Protestoların başladığı fabrikada, grevin yayılmasını önlemek için kapıların kilitlenmesi ve aynı anda başlayan bir yangın nedeniyle 129 işçi kadın yaşamını kaybetti.
Bir yıl sonra 1909'da New York'ta tekstil atölyelerinde çalışan 20 bin kadın işçi grev yaptığında, binlerce grevci tutuklandı, ancak işveren iki ay süren grevin ardından, kadınların taleplerini kabul etmek zorunda kaldı.
Kadın günü
Amerikalı kadın aktivistler kadınların oy hakkı kazanımını çabuklaştırmak ve çalışma şartlarının iyileştirilmesi taleplerini desteklemek için bir ulusal kadın günü kutlanmasını önerdiler.
Bir yıl sonra ise 1910'da Kopenhag'daki 2. Uluslararası Sosyalist Kadın Konferansı’nda, Clara Zetkin ABD’deki aktivistlerin önerdikleri gibi her yıl düzenli olarak bir kadın günü kutlanmasını, fakat bu kutlamanın ulusal değil, uluslararası bir gün olarak kabul edilmesini teklif etti. Teklif kabul edildi.
Böylece ilk uluslararası kadınlar günü, 19 Mart 1911'de Danimarka, Almanya, Avusturya, İsviçre ve ABD'de kutlandı. Bu ilk ortak dünya kadınlar gününün temel siyasi talebi, kadınların oy kullanma ve seçilme hakkıydı.
On yıl sonra 1921'de Moskova'da toplanan İkinci Uluslararası Komünist Kadınlar Konferansı'nda Şubat Devrimi'nde kadınların oynadığı rolün anısını yaşatmak için, kadınlar gününün 19 Mart yerine, 8 Mart’ta kutlanması önerildi. Çünkü 8 Mart 1917'de St. Petersburg'da 90 bin kadın greve giderek, çarın tahttan indirilmesini ve Şubat Devrimi’ne giden süreci başlatmışlardı.
Türkiye'de
Türkiye’de 8 Mart Dünya Kadınlar Günü ilk kez Rahime Selimova ve Cemile Nuşirvanova’nın girişimiyle 1921 yılında kutlandı.
1975 yılını “Dünya Kadın Yılı” kabul eden Birleşmiş Milletler, 1977 'de de 8 Mart’ın her yıl “Dünya Kadınlar Günü” olarak resmen kutlanması kararını aldı.
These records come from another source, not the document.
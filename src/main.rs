use std::io::Read;
use std::path::PathBuf;
use std::time::SystemTime;

use clap::Parser;

use lesson_notes_pdf::{
    Error, FontSource, LayoutConfig, NoteOptions, generate_notes, notes_file_name, plan_notes,
};

#[derive(Parser)]
#[command(name = "lesson-notes-pdf")]
#[command(version)]
#[command(about = "Lay out generated lesson notes as a paginated PDF", long_about = None)]
struct Cli {
    /// Lesson text file (reads stdin when omitted or "-")
    #[arg(value_name = "FILE")]
    input: Option<PathBuf>,

    /// Topic, drawn as the document title
    #[arg(short, long)]
    topic: String,

    /// Subject, stored in the PDF metadata
    #[arg(short, long, default_value = "")]
    subject: String,

    /// Output PDF path
    #[arg(short, long, value_name = "FILE", conflicts_with = "out_dir")]
    output: Option<PathBuf>,

    /// Directory for a timestamped "<companion>-<millis>.pdf"
    #[arg(long, value_name = "DIR")]
    out_dir: Option<PathBuf>,

    /// Companion name used in the generated file name
    #[arg(long, default_value = "notes")]
    companion: String,

    /// Font family looked up in system font directories and LESSON_NOTES_FONTS (default: DejaVu Sans)
    #[arg(long, conflicts_with_all = ["font", "bold_font", "builtin_fonts"])]
    font_family: Option<String>,

    /// Use unembedded Helvetica (WinAnsi characters only)
    #[arg(long, conflicts_with_all = ["font", "bold_font"])]
    builtin_fonts: bool,

    /// Regular TrueType/OpenType font file
    #[arg(long, value_name = "FILE", requires = "bold_font")]
    font: Option<PathBuf>,

    /// Bold TrueType/OpenType font file
    #[arg(long, value_name = "FILE", requires = "font")]
    bold_font: Option<PathBuf>,

    /// Page width in points
    #[arg(long)]
    page_width: Option<f32>,

    /// Page height in points
    #[arg(long)]
    page_height: Option<f32>,

    /// Margin on all sides in points
    #[arg(long)]
    margin: Option<f32>,

    /// Print the laid-out pages as JSON instead of writing a PDF
    #[arg(long)]
    dump_layout: bool,
}

impl Cli {
    fn options(&self) -> NoteOptions {
        let fonts = match (&self.font_family, &self.font, &self.bold_font) {
            (Some(family), _, _) => FontSource::Family(family.clone()),
            (None, Some(regular), Some(bold)) => FontSource::Files {
                regular: regular.clone(),
                bold: bold.clone(),
            },
            _ if self.builtin_fonts => FontSource::Builtin,
            _ => FontSource::default(),
        };
        let mut layout = LayoutConfig::default();
        if let Some(w) = self.page_width {
            layout.page_width = w;
        }
        if let Some(h) = self.page_height {
            layout.page_height = h;
        }
        if let Some(m) = self.margin {
            layout.margin = m;
        }
        NoteOptions { fonts, layout }
    }

    fn read_input(&self) -> Result<String, Error> {
        match &self.input {
            Some(path) if path.as_os_str() != "-" => Ok(std::fs::read_to_string(path)?),
            _ => {
                let mut text = String::new();
                std::io::stdin().read_to_string(&mut text)?;
                Ok(text)
            }
        }
    }

    fn output_path(&self) -> PathBuf {
        if let Some(path) = &self.output {
            return path.clone();
        }
        let name = notes_file_name(&self.companion, SystemTime::now());
        match &self.out_dir {
            Some(dir) => dir.join(name),
            None => PathBuf::from(name),
        }
    }
}

fn run(cli: &Cli) -> Result<(), Error> {
    let text = cli.read_input()?;
    let options = cli.options();

    if cli.dump_layout {
        let doc = plan_notes(&cli.topic, &cli.subject, &text, &options)?;
        println!("{}", serde_json::to_string_pretty(&doc)?);
        return Ok(());
    }

    let notes = generate_notes(&cli.topic, &cli.subject, &text, &options)?;
    let output = cli.output_path();
    std::fs::write(&output, &notes.pdf)?;
    println!(
        "{} ({} pages, {} bytes)",
        output.display(),
        notes.document.pages.len(),
        notes.pdf.len()
    );
    Ok(())
}

fn main() {
    env_logger::Builder::from_env(env_logger::Env::default().default_filter_or("warn")).init();

    let cli = Cli::parse();
    if let Err(e) = run(&cli) {
        eprintln!("Error: {e}");
        std::process::exit(1);
    }
}
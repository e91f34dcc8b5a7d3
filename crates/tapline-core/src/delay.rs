//! Fixed integer-sample multichannel delay line.
//!
//! Stores incoming blocks in a per-channel ring and emits them a configured
//! number of samples later, sample-accurately, with no interpolation, no
//! feedback, and no coloration. Non-positive delay times switch the unit into
//! a true bypass that never touches the ring.
//!
//! The ring is sized `max_block_size + delay_samples` per channel, so a full
//! block can always be written without lapping the still-unread tail of the
//! delay. That sizing is what lets a single call write its whole input before
//! reading its whole output, even in place.

#[cfg(not(feature = "std"))]
extern crate alloc;

#[cfg(feature = "std")]
extern crate std as alloc;

use alloc::vec;
use alloc::vec::Vec;

use crate::block::BlockProcessor;
use crate::ring::{RegionSplit, RingCursor};
use crate::stream::StreamSpec;
use libm::roundf;

/// Operating mode. Bypass is a distinct state, not a zero-length delay:
/// a bypassed unit reports zero latency and never reads or writes the ring.
#[derive(Debug, Clone, Copy, PartialEq, Eq)]
enum Mode {
    Bypassed,
    Active { delay_samples: usize },
}

/// Integer-sample multichannel delay with a true bypass mode.
///
/// The delay time is set in seconds and converted to samples on
/// [`prepare`](BlockProcessor::prepare) by rounding half away from zero, so
/// `delay_seconds * sample_rate` of 47.5 becomes 48 samples. The sample count
/// is frozen until the next prepare.
///
/// Reconfiguring (either [`set_delay_seconds`](Self::set_delay_seconds) or
/// `prepare`) reallocates and silences the ring: in-flight delayed audio is
/// discarded. That discontinuity is the contract, not a bug — the caller
/// serializes reconfiguration against the audio thread.
///
/// # Example
///
/// ```rust
/// use tapline_core::{BlockProcessor, FixedDelay, StreamSpec};
///
/// let mut delay = FixedDelay::new();
/// delay.set_delay_seconds(0.25);
/// delay.prepare(StreamSpec { sample_rate: 44100.0, num_channels: 2, max_block_size: 512 });
/// assert_eq!(delay.delay_samples(), 11025);
/// ```
#[derive(Debug, Clone)]
pub struct FixedDelay {
    delay_seconds: f32,
    mode: Mode,
    spec: StreamSpec,
    cursor: RingCursor,
    /// Planar ring storage, one row per channel, each `cursor.len()` samples.
    buffer: Vec<Vec<f32>>,
}

impl Default for FixedDelay {
    fn default() -> Self {
        Self::new()
    }
}

impl FixedDelay {
    /// Create a bypassed delay. Call
    /// [`set_delay_seconds`](Self::set_delay_seconds) and
    /// [`prepare`](BlockProcessor::prepare) before processing.
    pub fn new() -> Self {
        let spec = StreamSpec::default();
        Self {
            delay_seconds: 0.0,
            mode: Mode::Bypassed,
            spec,
            cursor: RingCursor::new(spec.max_block_size),
            buffer: Vec::new(),
        }
    }

    /// Set the delay time and rebuild the ring for the held stream format.
    ///
    /// Values `<= 0.0` engage bypass: zero reported latency, identity
    /// pass-through, ring untouched. Positive values re-derive the sample
    /// count from the current sample rate. Either way the ring content is
    /// discarded, so this must not race a `process` call.
    pub fn set_delay_seconds(&mut self, seconds: f32) {
        if seconds <= 0.0 {
            self.delay_seconds = 0.0;
            self.mode = Mode::Bypassed;
        } else {
            self.delay_seconds = seconds;
            self.mode = Mode::Active { delay_samples: 0 };
        }
        self.prepare(self.spec);
    }

    /// Configured delay time in seconds (0.0 when bypassed).
    pub fn delay_seconds(&self) -> f32 {
        self.delay_seconds
    }

    /// Active delay in samples, or 0 when bypassed.
    pub fn delay_samples(&self) -> usize {
        match self.mode {
            Mode::Bypassed => 0,
            Mode::Active { delay_samples } => delay_samples,
        }
    }

    /// Whether the unit is in bypass.
    pub fn is_bypassed(&self) -> bool {
        self.mode == Mode::Bypassed
    }

    /// Block length for this call, clamped to the prepared maximum.
    /// Oversized blocks are a caller contract violation; never write past
    /// what the ring was sized for.
    fn span_for(&self, block_len: usize) -> usize {
        debug_assert!(
            block_len <= self.spec.max_block_size,
            "block length {} exceeds prepared maximum {}",
            block_len,
            self.spec.max_block_size
        );
        block_len.min(self.spec.max_block_size)
    }
}

/// Copy `split.first_len + split.second_len` samples from `src` into the ring.
#[inline]
fn copy_into_ring(ring: &mut [f32], split: RegionSplit, src: &[f32]) {
    ring[split.start..split.start + split.first_len].copy_from_slice(&src[..split.first_len]);
    if split.second_len > 0 {
        ring[..split.second_len]
            .copy_from_slice(&src[split.first_len..split.first_len + split.second_len]);
    }
}

/// Copy `split.first_len + split.second_len` samples from the ring into `dst`.
#[inline]
fn copy_from_ring(ring: &[f32], split: RegionSplit, dst: &mut [f32]) {
    dst[..split.first_len].copy_from_slice(&ring[split.start..split.start + split.first_len]);
    if split.second_len > 0 {
        dst[split.first_len..split.first_len + split.second_len]
            .copy_from_slice(&ring[..split.second_len]);
    }
}

impl BlockProcessor for FixedDelay {
    /// Adopt `spec` and rebuild the ring.
    ///
    /// Derives `delay_samples = round(delay_seconds * sample_rate)` (half
    /// away from zero), allocates `num_channels` rows of
    /// `max_block_size + delay_samples` samples, zero-fills them, and rewinds
    /// the write cursor. Runs off the audio thread; this is the only place
    /// the unit allocates.
    fn prepare(&mut self, spec: StreamSpec) {
        spec.debug_validate();
        self.spec = spec;

        let delay_samples = match self.mode {
            Mode::Bypassed => 0,
            Mode::Active { .. } => {
                let samples = roundf(self.delay_seconds * spec.sample_rate).max(0.0) as usize;
                self.mode = Mode::Active {
                    delay_samples: samples,
                };
                samples
            }
        };

        let len = spec.max_block_size + delay_samples;
        self.cursor = RingCursor::new(len);
        self.buffer = vec![vec![0.0; len]; spec.num_channels];

        #[cfg(feature = "tracing")]
        tracing::debug!(
            delay_samples,
            ring_len = len,
            channels = spec.num_channels,
            "delay prepared"
        );
    }

    fn process(&mut self, input: &[&[f32]], output: &mut [&mut [f32]]) {
        let Mode::Active { delay_samples } = self.mode else {
            for (inp, out) in input.iter().zip(output.iter_mut()) {
                out.copy_from_slice(inp);
            }
            return;
        };

        let block_len = input.first().map_or(0, |ch| ch.len());
        let span = self.span_for(block_len);
        // Extra channels from adjacent stages are tolerated and ignored.
        let channels = self
            .buffer
            .len()
            .min(input.len())
            .min(output.len());

        let write = self.cursor.write_regions(span);
        for ch in 0..channels {
            copy_into_ring(&mut self.buffer[ch], write, input[ch]);
        }

        let read = self.cursor.read_regions(delay_samples, span);
        for ch in 0..channels {
            copy_from_ring(&self.buffer[ch], read, output[ch]);
        }

        self.cursor.advance(span);
    }

    /// In-place variant. The write phase runs for every channel before any
    /// read: with `delay_samples > 0` the two region sets cannot overlap
    /// (the ring is `max_block_size + delay_samples` long), and at exactly 0
    /// the read returns the samples just written, which is the correct
    /// identity output.
    fn process_in_place(&mut self, block: &mut [&mut [f32]]) {
        let Mode::Active { delay_samples } = self.mode else {
            return;
        };

        let block_len = block.first().map_or(0, |ch| ch.len());
        let span = self.span_for(block_len);
        let channels = self.buffer.len().min(block.len());

        let write = self.cursor.write_regions(span);
        for ch in 0..channels {
            copy_into_ring(&mut self.buffer[ch], write, block[ch]);
        }

        let read = self.cursor.read_regions(delay_samples, span);
        for ch in 0..channels {
            copy_from_ring(&self.buffer[ch], read, block[ch]);
        }

        self.cursor.advance(span);
    }

    /// Silence the ring and rewind the cursor, keeping the delay time and
    /// geometry. Real-time safe.
    fn reset(&mut self) {
        for ch in &mut self.buffer {
            ch.fill(0.0);
        }
        self.cursor.rewind();
    }

    fn latency_samples(&self) -> usize {
        self.delay_samples()
    }
}
//! WAV file reading and writing, planar at the API surface.

use crate::{Error, Result};
use hound::{SampleFormat, WavReader, WavWriter};
use std::path::Path;
use tracing::debug;

/// WAV audio encoding format.
#[derive(Debug, Clone, Copy, PartialEq, Eq)]
pub enum WavFormat {
    /// Linear PCM (integer samples).
    Pcm,
    /// IEEE 754 floating-point samples.
    IeeeFloat,
}

/// WAV file metadata extracted without loading sample data.
#[derive(Debug, Clone)]
pub struct WavInfo {
    /// Number of audio channels (1 = mono, 2 = stereo).
    pub channels: u16,
    /// Sample rate in Hz.
    pub sample_rate: u32,
    /// Bit depth per sample.
    pub bits_per_sample: u16,
    /// Total number of sample frames (samples per channel).
    pub num_frames: u64,
    /// Duration in seconds.
    pub duration_secs: f64,
    /// Audio encoding format.
    pub format: WavFormat,
}

/// Read WAV metadata without loading sample data.
///
/// Much faster than [`read_wav_planar`] when only format details and
/// duration are needed.
pub fn read_wav_info<P: AsRef<Path>>(path: P) -> Result<WavInfo> {
    let reader = WavReader::open(path)?;
    let spec = reader.spec();
    let total_samples = reader.len() as u64; // total across all channels
    let num_frames = total_samples / spec.channels as u64;
    let duration_secs = num_frames as f64 / spec.sample_rate as f64;

    let format = match spec.sample_format {
        SampleFormat::Float => WavFormat::IeeeFloat,
        SampleFormat::Int => WavFormat::Pcm,
    };

    Ok(WavInfo {
        channels: spec.channels,
        sample_rate: spec.sample_rate,
        bits_per_sample: spec.bits_per_sample,
        num_frames,
        duration_secs,
        format,
    })
}

/// WAV file specification.
#[derive(Debug, Clone, Copy)]
pub struct WavSpec {
    /// Number of audio channels (1 = mono, 2 = stereo).
    pub channels: u16,
    /// Sample rate in Hz (e.g., 44100, 48000).
    pub sample_rate: u32,
    /// Bit depth per sample (e.g., 16, 24, 32).
    pub bits_per_sample: u16,
}

impl Default for WavSpec {
    fn default() -> Self {
        Self {
            channels: 2,
            sample_rate: 48000,
            bits_per_sample: 32,
        }
    }
}

impl From<hound::WavSpec> for WavSpec {
    fn from(spec: hound::WavSpec) -> Self {
        Self {
            channels: spec.channels,
            sample_rate: spec.sample_rate,
            bits_per_sample: spec.bits_per_sample,
        }
    }
}

impl From<WavSpec> for hound::WavSpec {
    fn from(spec: WavSpec) -> Self {
        hound::WavSpec {
            channels: spec.channels,
            sample_rate: spec.sample_rate,
            bits_per_sample: spec.bits_per_sample,
            sample_format: if spec.bits_per_sample == 32 {
                SampleFormat::Float
            } else {
                SampleFormat::Int
            },
        }
    }
}

/// Read a WAV file into planar f32 channels.
///
/// Integer PCM is normalized to `[-1.0, 1.0]`; 32-bit float passes through
/// untouched. Channels are deinterleaved, so `channels[0]` is the full left
/// channel of a stereo file.
pub fn read_wav_planar<P: AsRef<Path>>(path: P) -> Result<(Vec<Vec<f32>>, WavSpec)> {
    let path = path.as_ref();
    let reader = WavReader::open(path)?;
    let spec = WavSpec::from(reader.spec());
    let num_channels = spec.channels as usize;

    let interleaved: Vec<f32> = match reader.spec().sample_format {
        SampleFormat::Float => reader
            .into_samples::<f32>()
            .collect::<std::result::Result<Vec<_>, _>>()?,
        SampleFormat::Int => {
            let bits = spec.bits_per_sample;
            // Widen before shifting: 1i32 << 31 would wrap to i32::MIN and
            // flip the polarity of 32-bit PCM files.
            let max_val = (1u64 << (bits - 1)) as f32;
            reader
                .into_samples::<i32>()
                .map(|s| s.map(|v| v as f32 / max_val))
                .collect::<std::result::Result<Vec<_>, _>>()?
        }
    };

    let num_frames = interleaved.len() / num_channels;
    let mut channels = vec![Vec::with_capacity(num_frames); num_channels];
    for frame in interleaved.chunks_exact(num_channels) {
        for (ch, &sample) in frame.iter().enumerate() {
            channels[ch].push(sample);
        }
    }

    debug!(
        path = %path.display(),
        channels = num_channels,
        frames = num_frames,
        sample_rate = spec.sample_rate,
        "read WAV"
    );

    Ok((channels, spec))
}

/// Write planar f32 channels to a WAV file.
///
/// All channels must have the same length. `spec.channels` is overridden by
/// the actual channel count. 32-bit output is written as IEEE float;
/// 16- and 24-bit output is scaled and clamped to the integer range.
pub fn write_wav_planar<P: AsRef<Path>>(
    path: P,
    channels: &[Vec<f32>],
    spec: WavSpec,
) -> Result<()> {
    let path = path.as_ref();
    let first = channels.first().ok_or(Error::NoChannels)?;
    let num_frames = first.len();
    for (i, ch) in channels.iter().enumerate() {
        if ch.len() != num_frames {
            return Err(Error::ChannelLengthMismatch {
                channel: i,
                got: ch.len(),
                expected: num_frames,
            });
        }
    }

    let out_spec = WavSpec {
        channels: channels.len() as u16,
        ..spec
    };
    let mut writer = WavWriter::create(path, hound::WavSpec::from(out_spec))?;

    if out_spec.bits_per_sample == 32 {
        for frame in 0..num_frames {
            for ch in channels {
                writer.write_sample(ch[frame])?;
            }
        }
    } else {
        let bits = out_spec.bits_per_sample;
        let max_val = (1i32 << (bits - 1)) - 1;
        let scale = max_val as f32;
        for frame in 0..num_frames {
            for ch in channels {
                let scaled = (ch[frame] * scale).clamp(-scale, scale) as i32;
                writer.write_sample(scaled)?;
            }
        }
    }

    writer.finalize()?;

    debug!(
        path = %path.display(),
        channels = channels.len(),
        frames = num_frames,
        bits = out_spec.bits_per_sample,
        "wrote WAV"
    );

    Ok(())
}
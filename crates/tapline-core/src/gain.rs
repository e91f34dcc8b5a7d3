//! Stateless scalar gain, the smallest useful [`BlockProcessor`].

use crate::block::BlockProcessor;
use crate::stream::StreamSpec;
use libm::powf;

/// Applies a constant linear gain to every channel of a block.
///
/// Mostly a make-weight for chains and tests: it has no state, no latency,
/// and nothing to prepare, which makes it a convenient second implementor of
/// [`BlockProcessor`] next to the delay.
#[derive(Debug, Clone, Copy)]
pub struct BlockGain {
    gain: f32,
}

impl BlockGain {
    /// Create a gain stage with the given linear gain.
    pub fn new(gain: f32) -> Self {
        Self { gain }
    }

    /// Create a gain stage from a decibel value.
    pub fn from_db(db: f32) -> Self {
        Self::new(powf(10.0, db / 20.0))
    }

    /// Current linear gain.
    pub fn gain(&self) -> f32 {
        self.gain
    }

    /// Set the linear gain.
    pub fn set_gain(&mut self, gain: f32) {
        self.gain = gain;
    }
}

impl BlockProcessor for BlockGain {
    fn prepare(&mut self, spec: StreamSpec) {
        spec.debug_validate();
    }

    fn process(&mut self, input: &[&[f32]], output: &mut [&mut [f32]]) {
        for (inp, out) in input.iter().zip(output.iter_mut()) {
            for (x, y) in inp.iter().zip(out.iter_mut()) {
                *y = x * self.gain;
            }
        }
    }

    fn process_in_place(&mut self, block: &mut [&mut [f32]]) {
        for ch in block.iter_mut() {
            for x in ch.iter_mut() {
                *x *= self.gain;
            }
        }
    }

    fn reset(&mut self) {}
}
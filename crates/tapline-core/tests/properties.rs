//! Property-based tests for the ring mapper and the delay unit.
//!
//! The region split is exercised in isolation first (it is the bug-prone
//! part), then the delay's end-to-end timing is checked against the one
//! number that defines the unit: an impulse must resurface exactly
//! `round(seconds * sample_rate)` samples after injection, regardless of how
//! the stream is chopped into blocks.

use proptest::prelude::*;
use tapline_core::{BlockProcessor, FixedDelay, RingCursor, StreamSpec};

const SAMPLE_RATE: f32 = 48000.0;

fn run_block(delay: &mut FixedDelay, input: &[Vec<f32>]) -> Vec<Vec<f32>> {
    let mut output: Vec<Vec<f32>> = input.iter().map(|ch| vec![0.0; ch.len()]).collect();
    let in_refs: Vec<&[f32]> = input.iter().map(Vec::as_slice).collect();
    let mut out_refs: Vec<&mut [f32]> = output.iter_mut().map(Vec::as_mut_slice).collect();
    delay.process(&in_refs, &mut out_refs);
    output
}

proptest! {
    #![proptest_config(ProptestConfig::with_cases(512))]

    /// For any ring length, cursor position, and span up to the ring length,
    /// the two regions cover exactly the span, start inside the ring, and
    /// never run past its end.
    #[test]
    fn region_split_covers_span(
        len in 1usize..4096,
        advance in 0usize..8192,
        span_frac in 0.0f64..=1.0,
        delay_frac in 0.0f64..=1.0,
    ) {
        let mut cursor = RingCursor::new(len);
        cursor.advance(advance);
        let span = (span_frac * len as f64) as usize;
        let delay = (delay_frac * len as f64) as usize;

        for split in [cursor.write_regions(span), cursor.read_regions(delay, span)] {
            prop_assert!(split.start < len);
            prop_assert_eq!(split.first_len + split.second_len, span);
            prop_assert!(split.start + split.first_len <= len);
            prop_assert!(split.second_len <= len);
            if span > 0 && split.start + span <= len {
                prop_assert_eq!(split.second_len, 0, "spurious wrap");
            }
        }
    }

    /// Filling the ring exactly to its end produces no second region;
    /// one sample more wraps by exactly one.
    #[test]
    fn region_split_boundary(len in 2usize..1024, advance in 0usize..2048) {
        let mut cursor = RingCursor::new(len);
        cursor.advance(advance);
        let to_end = len - cursor.write_pos();

        let exact = cursor.write_regions(to_end);
        prop_assert_eq!(exact.second_len, 0);

        if to_end + 1 <= len {
            let over = cursor.write_regions(to_end + 1);
            prop_assert_eq!(over.second_len, 1);
        }
    }

    /// An impulse fed into an active delay resurfaces exactly
    /// `delay_samples` later, same channel, same magnitude, and nowhere else.
    #[test]
    fn impulse_resurfaces_exactly(
        delay_samples in 1usize..200,
        block_size in 1usize..128,
        impulse_at in 0usize..64,
        channel in 0usize..2,
    ) {
        let seconds = delay_samples as f32 / SAMPLE_RATE;
        let mut delay = FixedDelay::new();
        delay.set_delay_seconds(seconds);
        delay.prepare(StreamSpec {
            sample_rate: SAMPLE_RATE,
            num_channels: 2,
            max_block_size: block_size,
        });
        prop_assert_eq!(delay.delay_samples(), delay_samples);

        let total = impulse_at + delay_samples + 2 * block_size;
        let mut produced = vec![Vec::new(), Vec::new()];
        let mut fed = 0usize;
        while fed < total {
            let len = block_size.min(total - fed);
            let mut block = vec![vec![0.0; len]; 2];
            if fed <= impulse_at && impulse_at < fed + len {
                block[channel][impulse_at - fed] = 0.75;
            }
            fed += len;
            let out = run_block(&mut delay, &block);
            produced[0].extend_from_slice(&out[0]);
            produced[1].extend_from_slice(&out[1]);
        }

        let expect_at = impulse_at + delay_samples;
        for ch in 0..2 {
            for (i, &s) in produced[ch].iter().enumerate() {
                let expected = if ch == channel && i == expect_at { 0.75 } else { 0.0 };
                prop_assert_eq!(s, expected, "channel {} sample {}", ch, i);
            }
        }
    }

    /// Bypass is a bit-exact identity for any input, and reports zero
    /// latency.
    #[test]
    fn bypass_is_identity(
        seconds in -2.0f32..=0.0,
        audio in prop::collection::vec(-1.0f32..=1.0, 1..256),
    ) {
        let mut delay = FixedDelay::new();
        delay.set_delay_seconds(seconds);
        delay.prepare(StreamSpec {
            sample_rate: SAMPLE_RATE,
            num_channels: 1,
            max_block_size: audio.len(),
        });

        prop_assert!(delay.is_bypassed());
        prop_assert_eq!(delay.delay_samples(), 0);
        let output = run_block(&mut delay, &[audio.clone()]);
        prop_assert_eq!(&output[0], &audio);
    }

    /// Preparing twice with identical arguments is idempotent on geometry
    /// and leaves a silent ring both times.
    #[test]
    fn prepare_is_geometry_stable(
        delay_samples in 1usize..500,
        block_size in 1usize..256,
        channels in 1usize..4,
    ) {
        let spec = StreamSpec {
            sample_rate: SAMPLE_RATE,
            num_channels: channels,
            max_block_size: block_size,
        };
        let mut delay = FixedDelay::new();
        delay.set_delay_seconds(delay_samples as f32 / SAMPLE_RATE);
        delay.prepare(spec);
        let first = delay.delay_samples();
        delay.prepare(spec);
        prop_assert_eq!(delay.delay_samples(), first);
        prop_assert_eq!(first, delay_samples);

        // Silent ring: processing silence yields silence.
        let silence = vec![vec![0.0; block_size]; channels];
        let out = run_block(&mut delay, &silence);
        prop_assert!(out.iter().all(|ch| ch.iter().all(|&s| s == 0.0)));
    }

    /// Random audio through a delay comes back intact, shifted by exactly
    /// the configured sample count.
    #[test]
    fn audio_round_trips_shifted(
        audio in prop::collection::vec(-1.0f32..=1.0, 64..512),
        delay_samples in 1usize..128,
        block_size in 1usize..96,
    ) {
        let mut delay = FixedDelay::new();
        delay.set_delay_seconds(delay_samples as f32 / SAMPLE_RATE);
        delay.prepare(StreamSpec {
            sample_rate: SAMPLE_RATE,
            num_channels: 1,
            max_block_size: block_size,
        });

        let mut padded = audio.clone();
        padded.extend(std::iter::repeat_n(0.0, delay_samples + block_size));

        let mut produced = Vec::new();
        for chunk in padded.chunks(block_size) {
            produced.extend_from_slice(&run_block(&mut delay, &[chunk.to_vec()])[0]);
        }

        for (i, &s) in produced.iter().enumerate() {
            let expected = if i >= delay_samples && i - delay_samples < audio.len() {
                audio[i - delay_samples]
            } else {
                0.0
            };
            prop_assert_eq!(s, expected, "sample {}", i);
        }
    }
}

/// Concrete numbers, end to end: 48 kHz, 1 ms -> 48 samples, 64-sample
/// blocks, ring of 112 per channel.
#[test]
fn concrete_48k_one_ms_scenario() {
    let mut delay = FixedDelay::new();
    delay.set_delay_seconds(0.001);
    delay.prepare(StreamSpec {
        sample_rate: 48000.0,
        num_channels: 1,
        max_block_size: 64,
    });
    assert_eq!(delay.delay_samples(), 48);

    let mut input = vec![vec![0.0; 64]];
    input[0][0] = 1.0;
    let out = run_block(&mut delay, &input);
    assert_eq!(out[0][48], 1.0);
}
Şimdi Dünya Kadınlar Günü, kadın hakları hareketinin bugüne kadarki başarılarını kutlamak ve aynı zamanda süregiden ayrımcılık ve eşitsizliklere dikkat çekmek, devletlere toplumsal cinsiyet eşitliğini gerçekleştirecek etkili önlemler almaları için sorumluluklarını hatırlatma amacıyla tüm dünyada kutlanıyor.
Kadın Müzesi turunda
İstanbul Kadın Müzesi Türkiye’de kadınlar gününün 100. dünyada ise 110. kutlama jübile tarihi olan 8 Mart 2021 için kadın hakları hareketinin, büyük büyük büyük büyük büyükannelerimizle başlayan tarihine baktı ve bir armağan videosu hazırladı.
Kadın tarihini kapsayıcı yöntemle düşünen, araştıran ve sergileyen bir kent kadın müzesi olan İstanbul Kadın Müzesi’nin sürekli sergisinde, İstanbul’un 2600 yıldan uzun tarihinde, sanat ve kültür alanında yol açıcı kadınlara yer veriliyor.
Armağan videosu
8 Mart için hazırlanan armağan videosunda 500 yılından 2000’li yıllara uzanan bir zaman diliminde, İstanbul Kadın Müzesi’nin sürekli sergisinde yer alan İstanbul’da doğmuş, veya yaşamının belli bir kısmını burada geçirmiş, burada ölmüş ya da yolu bu kentten geçmiş yedi harika kadınla buluşuluyor.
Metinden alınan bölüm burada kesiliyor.